-------- INPUT DATA

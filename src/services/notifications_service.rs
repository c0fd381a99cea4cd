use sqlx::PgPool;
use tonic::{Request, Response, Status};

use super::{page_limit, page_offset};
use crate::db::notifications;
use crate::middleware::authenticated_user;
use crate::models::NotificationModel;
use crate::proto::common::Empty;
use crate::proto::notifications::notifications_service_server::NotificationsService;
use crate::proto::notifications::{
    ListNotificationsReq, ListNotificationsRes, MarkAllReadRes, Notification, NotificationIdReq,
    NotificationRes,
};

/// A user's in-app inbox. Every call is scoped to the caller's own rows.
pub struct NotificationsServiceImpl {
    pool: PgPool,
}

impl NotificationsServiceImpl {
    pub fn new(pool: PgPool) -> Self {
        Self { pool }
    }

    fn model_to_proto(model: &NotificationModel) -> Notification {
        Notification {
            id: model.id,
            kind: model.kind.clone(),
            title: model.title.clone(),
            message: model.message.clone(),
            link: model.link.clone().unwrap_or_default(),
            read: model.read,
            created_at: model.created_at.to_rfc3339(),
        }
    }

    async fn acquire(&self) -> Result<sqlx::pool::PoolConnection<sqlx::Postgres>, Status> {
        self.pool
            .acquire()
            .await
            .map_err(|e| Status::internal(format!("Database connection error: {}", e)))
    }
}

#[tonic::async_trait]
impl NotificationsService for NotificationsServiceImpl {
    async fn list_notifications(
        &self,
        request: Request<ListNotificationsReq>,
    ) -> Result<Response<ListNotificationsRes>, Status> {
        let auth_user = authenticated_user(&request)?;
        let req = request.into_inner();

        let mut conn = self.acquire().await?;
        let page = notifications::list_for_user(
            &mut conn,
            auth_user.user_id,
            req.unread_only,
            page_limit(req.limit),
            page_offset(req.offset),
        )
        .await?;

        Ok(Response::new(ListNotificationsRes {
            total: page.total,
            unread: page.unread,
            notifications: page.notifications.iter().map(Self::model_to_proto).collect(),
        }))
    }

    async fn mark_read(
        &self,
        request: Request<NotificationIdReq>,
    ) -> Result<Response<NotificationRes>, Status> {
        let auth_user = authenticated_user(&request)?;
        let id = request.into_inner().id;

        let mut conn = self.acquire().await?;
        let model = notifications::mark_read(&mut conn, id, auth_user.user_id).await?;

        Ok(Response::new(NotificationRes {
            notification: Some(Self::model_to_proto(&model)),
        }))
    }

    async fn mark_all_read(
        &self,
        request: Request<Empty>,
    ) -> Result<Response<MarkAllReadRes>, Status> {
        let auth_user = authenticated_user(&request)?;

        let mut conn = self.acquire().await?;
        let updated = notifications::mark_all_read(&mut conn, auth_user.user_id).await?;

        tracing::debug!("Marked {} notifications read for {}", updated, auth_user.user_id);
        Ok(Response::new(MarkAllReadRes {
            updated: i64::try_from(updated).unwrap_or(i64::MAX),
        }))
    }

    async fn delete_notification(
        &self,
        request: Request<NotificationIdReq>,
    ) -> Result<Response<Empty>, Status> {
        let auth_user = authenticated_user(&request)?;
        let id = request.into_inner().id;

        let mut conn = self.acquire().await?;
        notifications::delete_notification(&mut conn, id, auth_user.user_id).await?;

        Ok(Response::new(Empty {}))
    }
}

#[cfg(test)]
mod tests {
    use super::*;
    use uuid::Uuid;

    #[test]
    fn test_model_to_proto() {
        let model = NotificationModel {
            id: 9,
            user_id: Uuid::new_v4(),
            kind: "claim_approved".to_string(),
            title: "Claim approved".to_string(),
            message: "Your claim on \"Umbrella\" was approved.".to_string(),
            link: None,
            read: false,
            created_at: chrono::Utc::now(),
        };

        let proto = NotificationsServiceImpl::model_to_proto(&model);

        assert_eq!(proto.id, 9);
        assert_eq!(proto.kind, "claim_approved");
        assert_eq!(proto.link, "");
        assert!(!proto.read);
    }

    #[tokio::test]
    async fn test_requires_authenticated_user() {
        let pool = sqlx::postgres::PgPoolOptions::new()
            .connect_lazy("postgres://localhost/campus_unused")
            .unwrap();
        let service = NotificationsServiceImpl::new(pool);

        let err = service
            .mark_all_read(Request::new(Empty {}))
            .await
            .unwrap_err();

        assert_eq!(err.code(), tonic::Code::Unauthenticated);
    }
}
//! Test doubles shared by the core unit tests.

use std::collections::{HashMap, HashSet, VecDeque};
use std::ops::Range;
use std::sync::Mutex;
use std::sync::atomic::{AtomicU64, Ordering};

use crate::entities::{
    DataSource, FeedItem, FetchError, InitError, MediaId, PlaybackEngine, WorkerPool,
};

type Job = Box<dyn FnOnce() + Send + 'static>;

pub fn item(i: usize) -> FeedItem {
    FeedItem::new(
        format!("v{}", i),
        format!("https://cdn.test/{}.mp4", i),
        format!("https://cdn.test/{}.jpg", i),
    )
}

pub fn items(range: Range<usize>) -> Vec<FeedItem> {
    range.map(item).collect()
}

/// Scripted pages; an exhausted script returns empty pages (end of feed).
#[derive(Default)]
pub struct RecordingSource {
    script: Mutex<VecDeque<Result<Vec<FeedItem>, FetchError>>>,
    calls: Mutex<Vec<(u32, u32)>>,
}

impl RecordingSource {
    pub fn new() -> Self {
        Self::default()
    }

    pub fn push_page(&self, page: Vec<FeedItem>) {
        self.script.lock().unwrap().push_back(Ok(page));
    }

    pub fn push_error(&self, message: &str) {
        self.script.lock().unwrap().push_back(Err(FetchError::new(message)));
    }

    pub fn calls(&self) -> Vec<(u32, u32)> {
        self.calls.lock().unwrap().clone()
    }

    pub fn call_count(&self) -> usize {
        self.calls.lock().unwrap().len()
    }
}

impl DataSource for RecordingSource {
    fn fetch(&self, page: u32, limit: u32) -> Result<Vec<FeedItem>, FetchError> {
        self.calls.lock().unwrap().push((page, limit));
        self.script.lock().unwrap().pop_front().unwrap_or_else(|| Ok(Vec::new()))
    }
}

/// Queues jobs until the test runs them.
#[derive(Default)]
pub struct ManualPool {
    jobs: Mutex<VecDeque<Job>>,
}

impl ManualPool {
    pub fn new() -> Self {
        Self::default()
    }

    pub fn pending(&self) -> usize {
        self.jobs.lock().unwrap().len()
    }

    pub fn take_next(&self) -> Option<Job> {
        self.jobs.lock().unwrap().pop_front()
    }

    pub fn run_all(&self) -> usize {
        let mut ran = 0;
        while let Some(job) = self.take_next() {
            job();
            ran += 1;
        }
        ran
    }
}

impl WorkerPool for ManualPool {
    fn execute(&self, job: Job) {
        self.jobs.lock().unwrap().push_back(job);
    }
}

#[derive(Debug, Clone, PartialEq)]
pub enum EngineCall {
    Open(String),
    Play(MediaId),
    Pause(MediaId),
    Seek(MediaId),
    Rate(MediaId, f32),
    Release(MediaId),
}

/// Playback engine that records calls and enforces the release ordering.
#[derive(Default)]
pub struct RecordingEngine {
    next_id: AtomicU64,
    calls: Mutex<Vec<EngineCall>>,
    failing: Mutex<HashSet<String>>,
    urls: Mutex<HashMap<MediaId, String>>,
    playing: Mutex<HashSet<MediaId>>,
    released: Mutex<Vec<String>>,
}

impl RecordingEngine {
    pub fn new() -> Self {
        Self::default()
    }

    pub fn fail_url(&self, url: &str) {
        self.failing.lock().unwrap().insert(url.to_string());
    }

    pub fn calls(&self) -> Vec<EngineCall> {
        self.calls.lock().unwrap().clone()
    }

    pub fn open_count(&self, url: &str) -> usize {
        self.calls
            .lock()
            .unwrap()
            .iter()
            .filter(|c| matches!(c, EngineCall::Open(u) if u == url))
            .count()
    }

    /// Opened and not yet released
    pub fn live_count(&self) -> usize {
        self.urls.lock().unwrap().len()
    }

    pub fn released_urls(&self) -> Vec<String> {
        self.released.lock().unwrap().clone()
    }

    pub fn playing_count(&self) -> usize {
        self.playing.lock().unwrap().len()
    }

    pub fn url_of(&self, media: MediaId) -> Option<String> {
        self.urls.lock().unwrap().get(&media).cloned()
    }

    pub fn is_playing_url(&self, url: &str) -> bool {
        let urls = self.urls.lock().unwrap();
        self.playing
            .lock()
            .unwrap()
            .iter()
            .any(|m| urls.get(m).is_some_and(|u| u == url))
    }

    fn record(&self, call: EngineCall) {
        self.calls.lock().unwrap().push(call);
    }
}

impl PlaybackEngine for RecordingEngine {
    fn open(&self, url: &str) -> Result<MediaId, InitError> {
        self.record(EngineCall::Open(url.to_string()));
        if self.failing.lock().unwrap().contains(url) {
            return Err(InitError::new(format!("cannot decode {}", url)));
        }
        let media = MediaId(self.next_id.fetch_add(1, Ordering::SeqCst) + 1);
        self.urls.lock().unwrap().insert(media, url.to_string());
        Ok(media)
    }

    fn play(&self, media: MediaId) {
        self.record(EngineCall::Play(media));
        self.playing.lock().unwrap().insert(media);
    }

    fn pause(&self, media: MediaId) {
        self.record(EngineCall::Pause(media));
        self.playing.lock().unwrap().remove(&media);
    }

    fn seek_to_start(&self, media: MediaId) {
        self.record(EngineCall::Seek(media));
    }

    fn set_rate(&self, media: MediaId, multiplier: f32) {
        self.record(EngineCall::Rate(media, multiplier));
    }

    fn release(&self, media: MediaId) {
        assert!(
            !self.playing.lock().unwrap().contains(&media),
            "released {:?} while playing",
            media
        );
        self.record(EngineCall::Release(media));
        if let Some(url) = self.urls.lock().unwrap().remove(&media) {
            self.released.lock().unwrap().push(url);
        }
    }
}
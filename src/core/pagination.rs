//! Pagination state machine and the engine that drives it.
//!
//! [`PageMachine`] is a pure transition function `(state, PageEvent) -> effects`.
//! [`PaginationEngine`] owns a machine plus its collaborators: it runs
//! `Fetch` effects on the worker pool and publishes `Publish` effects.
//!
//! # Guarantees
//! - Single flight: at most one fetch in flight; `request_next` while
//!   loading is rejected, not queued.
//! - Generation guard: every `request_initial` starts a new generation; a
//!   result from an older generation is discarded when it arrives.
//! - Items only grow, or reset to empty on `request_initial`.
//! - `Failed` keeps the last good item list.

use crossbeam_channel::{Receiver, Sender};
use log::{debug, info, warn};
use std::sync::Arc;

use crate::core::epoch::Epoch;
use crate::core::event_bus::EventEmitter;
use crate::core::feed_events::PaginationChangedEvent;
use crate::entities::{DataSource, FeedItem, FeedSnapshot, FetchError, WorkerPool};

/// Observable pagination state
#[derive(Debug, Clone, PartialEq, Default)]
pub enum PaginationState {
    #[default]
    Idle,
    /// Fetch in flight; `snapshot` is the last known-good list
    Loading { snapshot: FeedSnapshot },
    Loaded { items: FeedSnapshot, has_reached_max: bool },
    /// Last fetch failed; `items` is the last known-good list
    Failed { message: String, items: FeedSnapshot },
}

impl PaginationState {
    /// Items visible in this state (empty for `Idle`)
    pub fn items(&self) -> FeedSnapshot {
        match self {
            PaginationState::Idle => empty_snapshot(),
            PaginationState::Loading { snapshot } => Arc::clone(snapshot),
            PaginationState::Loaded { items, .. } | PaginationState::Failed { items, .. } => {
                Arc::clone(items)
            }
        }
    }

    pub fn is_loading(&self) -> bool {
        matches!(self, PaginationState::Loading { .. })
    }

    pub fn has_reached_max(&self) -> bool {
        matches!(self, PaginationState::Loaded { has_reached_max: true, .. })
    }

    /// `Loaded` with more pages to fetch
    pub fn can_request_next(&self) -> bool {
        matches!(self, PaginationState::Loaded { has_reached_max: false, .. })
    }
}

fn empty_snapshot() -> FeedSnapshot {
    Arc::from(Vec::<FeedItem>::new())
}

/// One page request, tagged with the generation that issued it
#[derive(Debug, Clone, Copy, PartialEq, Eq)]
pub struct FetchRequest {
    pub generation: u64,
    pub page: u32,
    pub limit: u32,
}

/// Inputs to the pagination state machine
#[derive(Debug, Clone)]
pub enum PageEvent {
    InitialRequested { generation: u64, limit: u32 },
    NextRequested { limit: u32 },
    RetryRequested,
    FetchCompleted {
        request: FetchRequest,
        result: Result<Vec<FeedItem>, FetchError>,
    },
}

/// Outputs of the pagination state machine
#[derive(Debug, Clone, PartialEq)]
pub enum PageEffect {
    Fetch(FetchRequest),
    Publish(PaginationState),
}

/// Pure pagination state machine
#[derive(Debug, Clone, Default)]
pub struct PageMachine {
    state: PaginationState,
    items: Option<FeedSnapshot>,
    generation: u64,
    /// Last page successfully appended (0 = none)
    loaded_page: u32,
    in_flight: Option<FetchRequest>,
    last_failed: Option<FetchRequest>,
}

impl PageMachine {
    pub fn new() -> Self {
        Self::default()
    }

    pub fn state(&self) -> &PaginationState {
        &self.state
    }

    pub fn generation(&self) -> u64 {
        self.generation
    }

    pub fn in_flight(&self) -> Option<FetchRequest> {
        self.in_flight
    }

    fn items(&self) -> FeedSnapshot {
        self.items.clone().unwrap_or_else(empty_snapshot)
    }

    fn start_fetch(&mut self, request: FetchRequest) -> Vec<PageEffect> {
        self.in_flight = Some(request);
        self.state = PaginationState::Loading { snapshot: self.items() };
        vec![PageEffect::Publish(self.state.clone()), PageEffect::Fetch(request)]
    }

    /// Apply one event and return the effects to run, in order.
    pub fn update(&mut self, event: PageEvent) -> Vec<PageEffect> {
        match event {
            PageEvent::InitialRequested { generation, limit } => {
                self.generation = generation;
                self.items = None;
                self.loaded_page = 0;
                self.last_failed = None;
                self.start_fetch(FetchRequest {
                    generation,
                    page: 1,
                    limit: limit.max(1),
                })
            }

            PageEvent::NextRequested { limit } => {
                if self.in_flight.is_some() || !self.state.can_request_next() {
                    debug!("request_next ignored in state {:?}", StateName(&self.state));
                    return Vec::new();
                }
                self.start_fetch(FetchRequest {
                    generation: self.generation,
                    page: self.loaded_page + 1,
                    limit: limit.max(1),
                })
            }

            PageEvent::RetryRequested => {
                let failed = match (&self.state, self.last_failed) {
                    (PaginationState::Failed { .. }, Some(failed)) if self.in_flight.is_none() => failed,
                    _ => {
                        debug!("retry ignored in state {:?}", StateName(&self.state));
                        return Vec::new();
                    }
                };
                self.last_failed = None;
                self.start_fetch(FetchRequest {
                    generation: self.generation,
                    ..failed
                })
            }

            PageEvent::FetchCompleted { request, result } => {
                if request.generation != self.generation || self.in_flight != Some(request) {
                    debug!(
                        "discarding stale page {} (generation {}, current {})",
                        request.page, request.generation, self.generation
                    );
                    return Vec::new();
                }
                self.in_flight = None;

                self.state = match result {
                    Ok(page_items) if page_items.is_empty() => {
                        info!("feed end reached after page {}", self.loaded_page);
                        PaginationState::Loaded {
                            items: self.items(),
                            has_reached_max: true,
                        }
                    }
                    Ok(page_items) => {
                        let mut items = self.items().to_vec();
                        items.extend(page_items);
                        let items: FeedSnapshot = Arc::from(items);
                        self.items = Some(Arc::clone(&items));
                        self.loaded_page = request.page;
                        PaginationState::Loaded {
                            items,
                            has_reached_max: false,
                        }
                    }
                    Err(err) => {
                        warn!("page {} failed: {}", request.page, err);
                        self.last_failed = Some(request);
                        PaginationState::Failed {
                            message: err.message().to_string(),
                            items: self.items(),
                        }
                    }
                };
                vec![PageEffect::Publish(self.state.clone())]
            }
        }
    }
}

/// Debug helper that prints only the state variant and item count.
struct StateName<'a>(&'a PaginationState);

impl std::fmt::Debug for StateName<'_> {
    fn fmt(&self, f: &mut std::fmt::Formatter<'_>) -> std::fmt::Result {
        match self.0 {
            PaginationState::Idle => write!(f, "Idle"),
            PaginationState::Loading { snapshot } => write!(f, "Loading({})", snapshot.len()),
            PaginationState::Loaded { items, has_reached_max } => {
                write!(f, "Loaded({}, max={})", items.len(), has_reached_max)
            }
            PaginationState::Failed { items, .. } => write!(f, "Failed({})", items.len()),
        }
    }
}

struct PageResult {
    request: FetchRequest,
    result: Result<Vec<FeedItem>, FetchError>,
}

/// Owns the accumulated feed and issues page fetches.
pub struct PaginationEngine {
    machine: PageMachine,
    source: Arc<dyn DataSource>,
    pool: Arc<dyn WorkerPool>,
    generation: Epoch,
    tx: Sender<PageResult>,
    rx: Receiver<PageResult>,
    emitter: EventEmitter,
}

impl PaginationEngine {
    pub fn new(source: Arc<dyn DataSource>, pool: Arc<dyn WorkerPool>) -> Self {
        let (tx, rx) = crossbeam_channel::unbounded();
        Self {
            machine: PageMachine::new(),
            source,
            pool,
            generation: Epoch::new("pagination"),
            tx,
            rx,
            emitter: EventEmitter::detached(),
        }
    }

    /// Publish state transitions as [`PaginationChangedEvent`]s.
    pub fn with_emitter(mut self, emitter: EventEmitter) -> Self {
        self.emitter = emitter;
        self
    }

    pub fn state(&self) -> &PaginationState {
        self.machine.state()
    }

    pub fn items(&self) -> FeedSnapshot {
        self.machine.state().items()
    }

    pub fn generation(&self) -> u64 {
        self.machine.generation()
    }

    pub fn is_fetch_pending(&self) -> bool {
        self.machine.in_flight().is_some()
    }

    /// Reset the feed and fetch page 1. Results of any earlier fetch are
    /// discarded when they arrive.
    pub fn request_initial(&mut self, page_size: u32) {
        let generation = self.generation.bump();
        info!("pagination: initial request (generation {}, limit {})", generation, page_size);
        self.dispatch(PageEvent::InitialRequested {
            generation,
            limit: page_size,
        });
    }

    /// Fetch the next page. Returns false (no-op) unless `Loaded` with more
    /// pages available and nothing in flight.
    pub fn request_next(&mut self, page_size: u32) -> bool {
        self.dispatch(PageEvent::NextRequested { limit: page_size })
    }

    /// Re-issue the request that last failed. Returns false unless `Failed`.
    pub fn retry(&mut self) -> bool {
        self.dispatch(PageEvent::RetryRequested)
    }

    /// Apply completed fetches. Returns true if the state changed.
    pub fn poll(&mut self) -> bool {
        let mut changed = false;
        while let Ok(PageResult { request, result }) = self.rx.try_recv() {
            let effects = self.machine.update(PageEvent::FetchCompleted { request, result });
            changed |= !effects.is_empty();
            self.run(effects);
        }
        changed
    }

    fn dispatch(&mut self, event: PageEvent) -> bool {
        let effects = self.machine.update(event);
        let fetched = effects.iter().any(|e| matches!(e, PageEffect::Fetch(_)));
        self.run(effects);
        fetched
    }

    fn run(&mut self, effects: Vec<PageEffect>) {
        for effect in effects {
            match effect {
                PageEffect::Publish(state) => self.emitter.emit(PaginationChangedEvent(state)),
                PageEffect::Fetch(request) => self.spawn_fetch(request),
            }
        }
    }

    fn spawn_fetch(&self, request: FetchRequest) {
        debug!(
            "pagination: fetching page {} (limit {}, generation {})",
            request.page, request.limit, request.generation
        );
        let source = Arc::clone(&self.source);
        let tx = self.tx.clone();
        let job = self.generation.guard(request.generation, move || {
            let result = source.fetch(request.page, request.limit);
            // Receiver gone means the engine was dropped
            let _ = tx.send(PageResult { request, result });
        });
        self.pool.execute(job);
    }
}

----------------

* DIRECTIONS: Give the number of lines in the entries that hold the word "tests", and nothing else.

* SOLUTION: 2